FinOps demands cross-collaboration, doing away with siloed teams that heavily segment the purchasing process. The idea of service ownership — where DevOps provide developers the tools and guidance they need to build, deploy and own an application from start to maintenance — is a cornerstone of FinOps culture. Collaborative service ownership is one area where K8s provides a unique opportunity for real FinOps development: Kubernetes clusters natively include core services that different teams mutually benefit from, such as a central control pane and log service. And while technical responsibilities are clear-cut, many organizations today are battling with the question of how to divide up and communicate on shared costs.

The challenge, therefore, is getting everyone on the same page. It is crucial for organizations to establish clear guidelines on how to allocate these costs among teams. They need to decide whether the costs should be distributed evenly, proportionate to usage, or managed through a separate central cost center. Developers must have a comprehensive understanding of the overall cost of their applications and ensure that these costs align with their own pricing KPIs. In the past, before the introduction of Kubernetes, businesses could rely on cloud cost tools to gain visibility into any underlying cloud infrastructure. However, with the adoption of Kubernetes, a new layer of complexity emerges in cloud cost management. Unexplainable via traditional cloud cost monitoring tools, Kubernetes quickly descends into a black hole of cloud cost.
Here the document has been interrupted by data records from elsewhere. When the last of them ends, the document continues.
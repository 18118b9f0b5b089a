/// Clear colour behind the galaxy (linear RGB)
pub const BACKGROUND_COLOUR: [f32; 3] = [0.0, 0.0, 0.0];

/// Radians per second the galaxy turns around its vertical axis
pub const GALAXY_ANGULAR_SPEED: f32 = 0.05;

/// Initial orbit camera placement
pub const CAMERA_DISTANCE: f32 = 7.0;
pub const CAMERA_PITCH: f32 = -0.45;
pub const CAMERA_MIN_DISTANCE: f32 = 0.5;
pub const CAMERA_MAX_DISTANCE: f32 = 60.0;

pub const ORBIT_YAW_SENSITIVITY: f32 = 0.0035;
pub const ORBIT_PITCH_SENSITIVITY: f32 = 0.0030;

/// Seconds between FPS notifications sent to the frontend
pub const FPS_NOTIFICATION_INTERVAL: f32 = 0.5;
One underlying reason for the sheer scale of this issue is the fact that K8s operates on a wholly new cost model. Instead of purchasing a large number of servers and waiting for their installation — followed by  deployment three months later – the approach is shifted towards on-demand purchases. From a financial perspective, this is a significant change – resources are now rented by the hour, minute, or even second. This shift requires a deep understanding of cost management, escalation, and handling by both the development and operations teams. This is the essence of FinOps, a novel practice that emerges at the intersection of comprehending cost dynamics, managing them effectively, and aligning infrastructure requirements with development and operations tasks.

On the observability side of things, you need to tick off two key boxes: clear FinOps observability, and accessible dashboarding. K8s observability is not effective if the right people can’t view the real-world outcome of their cost optimization attempts; and even the most relevant dashboards are useless if they don’t provide enough real insight. Once this challenge is overcome, it finally becomes possible to begin optimizing costs. 

Finally, organizations must still understand that K8s costs are still closely linked to the cloud vendors they run on. In the private cloud, organizations are responsible for providing their own insights into the costs of running a Kubernetes stack, including hardware, software, and labor. Major cloud providers offer different resource purchasing options, including discounted price options for modified service contract terms. These options apply to Kubernetes just as they would to non-containerized infrastructure. There’s a reason why Kubernetes is often dubbed as the most complex form of FinOps.

Despite the challenges, GlobalDots already has a track record in slashing Kubernetes cost (see below for a case study). With a sharp eye for innovative tools, we’re proud to provide cutting-edge FinOps guidance for those seeking leaner, more accessible cloud cost.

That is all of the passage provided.